Although it has often been overlooked, a regular feature of the prayers in the Psalter is the presence of the psalmists’ enemies, or as they are also called (NRSV): “The wicked,” “the foes,” “the bloodthirsty,” “evildoers,” “workers of evil,” “pursuers,” “fools,” “hypocrites,” “adversaries,” “false witnesses,” “malicious witnesses,” “ruffians,” “wrongdoers,” “those who seek my life,” “the proud,” “the arrogant,” “assailants,” “the insolent,” “the ruthless,” and sometimes metaphorically, “bulls,” “dogs,” and “lions.”  In fact, in Books I and II of the Psalter (Psalms 1-72) where the prayers for help are concentrated, every psalm that is generally categorized as a prayer for help (or a lament/complaint – there are forty-six of them) has some reference to the enemies, with the possible exceptions of Psalm 4 (which does, however, mention people who “love vain words, and seek after lies”), Psalm 51 (in which the psalmist is his or her own worst enemy and which does mention “transgressors” and “sinners”), and Psalm 62 (in which the enemies are implied by way of a description of their activities – “assail a person” and “batter your victim”).  By any accounting, therefore, the enemies in the book of Psalms are pervasive, if not omnipresent.  And what is more, the psalmists several times complain that even their apparent friends, companions, and neighbors have become their opponents (see Psalms 38:11, 41:9).  Hence, I want to invite attention to this pervasive feature of the prayers in the book of Psalms.

What really got me thinking about and pursuing this dimension of the Psalms was a trip to Guatemala with a group of my students in 2001.  More specifically, it was the opportunity to meet and listen to the testimony of a man named Jose Antonio Puac, who worked for several years during the 1990s for the Office of Human Rights of the Archdiocese of Guatemala, as this office produced a report called Guatemala, Never Again! Recovery of Historical Memory Project.  The project was the equivalent to South Africa’s Truth and Reconciliation process; it was an attempt to investigate, document, and tell the truth about the tens of thousands of persons killed, tortured, raped, and/or who disappeared in the civil strife in Guatemala between about 1960 and 1996.

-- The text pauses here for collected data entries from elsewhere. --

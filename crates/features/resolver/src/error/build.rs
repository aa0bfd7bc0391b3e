use std::borrow::Cow;

#[mbridge_derive::mbridge_error]
pub enum BuildError {
    #[error("Build I/O error{}: {source}", format_context(.context))]
    Io { source: std::io::Error, context: Option<Cow<'static, str>> },

    #[error("Failed to walk include tree{}: {source}", format_context(.context))]
    Walk { source: walkdir::Error, context: Option<Cow<'static, str>> },
}
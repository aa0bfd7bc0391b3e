use std::borrow::Cow;

/// Malformed version or constraint text.
///
/// These surface as manifest validation failures and are fatal for the
/// declaring mod's build: the author has to fix the manifest.
#[mbridge_derive::mbridge_error]
pub enum VersionError {
    #[error("Version constraint is empty{}", format_context(.context))]
    Empty { context: Option<Cow<'static, str>> },

    /// A bare version was given; constraints must spell out their comparator.
    #[error(
        "Version constraint '{input}' has no comparator (expected >=, <= or =){}",
        format_context(.context)
    )]
    MissingOperator { input: String, context: Option<Cow<'static, str>> },

    #[error(
        "Unsupported comparator '{token}' in '{input}' (expected >=, <= or =){}",
        format_context(.context)
    )]
    UnknownOperator { token: String, input: String, context: Option<Cow<'static, str>> },

    #[error("Invalid version '{token}'{}: {source}", format_context(.context))]
    InvalidVersion { token: String, source: semver::Error, context: Option<Cow<'static, str>> },
}

impl VersionError {
    /// The piece of input that could not be understood.
    #[must_use]
    pub fn offending_token(&self) -> &str {
        match self {
            Self::Empty { .. } => "",
            Self::MissingOperator { input, .. } => input,
            Self::UnknownOperator { token, .. } | Self::InvalidVersion { token, .. } => token,
        }
    }
}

The report was presented publicly at the national cathedral in Guatemala City on April 24, 1998, by the Bishop of Guatemala City, Juan Gerardi, whom Jose Antonio Puac had served as right-hand man and to whom he had looked as mentor and friend.  Two days later, Bishop Gerardi was brutally murdered in the garage of the rectory as he returned home.  It was left to people like Jose Antonio to attempt to further publicize the report, which obviously was not well received by certain powerful people in high places in Guatemala.  As our group sat in a room near the national cathedral in Guatemala City and listened to Jose Antonio as he told us about the report, about previous attempts on Gerardi’s life, and about his concern for his own safety and that of his family, it struck me vividly and indeed viscerally – here is a man who knows that he has enemies!  It really came home to me when Jose Antonio stood up during his presentation, walked over to the outside door to our room, and closed it cautiously.  He explained, “There is a military office across the courtyard, and they might not like it if they know what I am telling you.”  At which point, of course, we all realized that we had enemies too, and we became a bit concerned for our own safety.  We were fine, as it turned out; but I clearly remember thinking, and for the first time, even though I had been working intensively on the Psalms for many years: This must be what the psalmists actually felt like when they prayed the prayers for help in the book of Psalms!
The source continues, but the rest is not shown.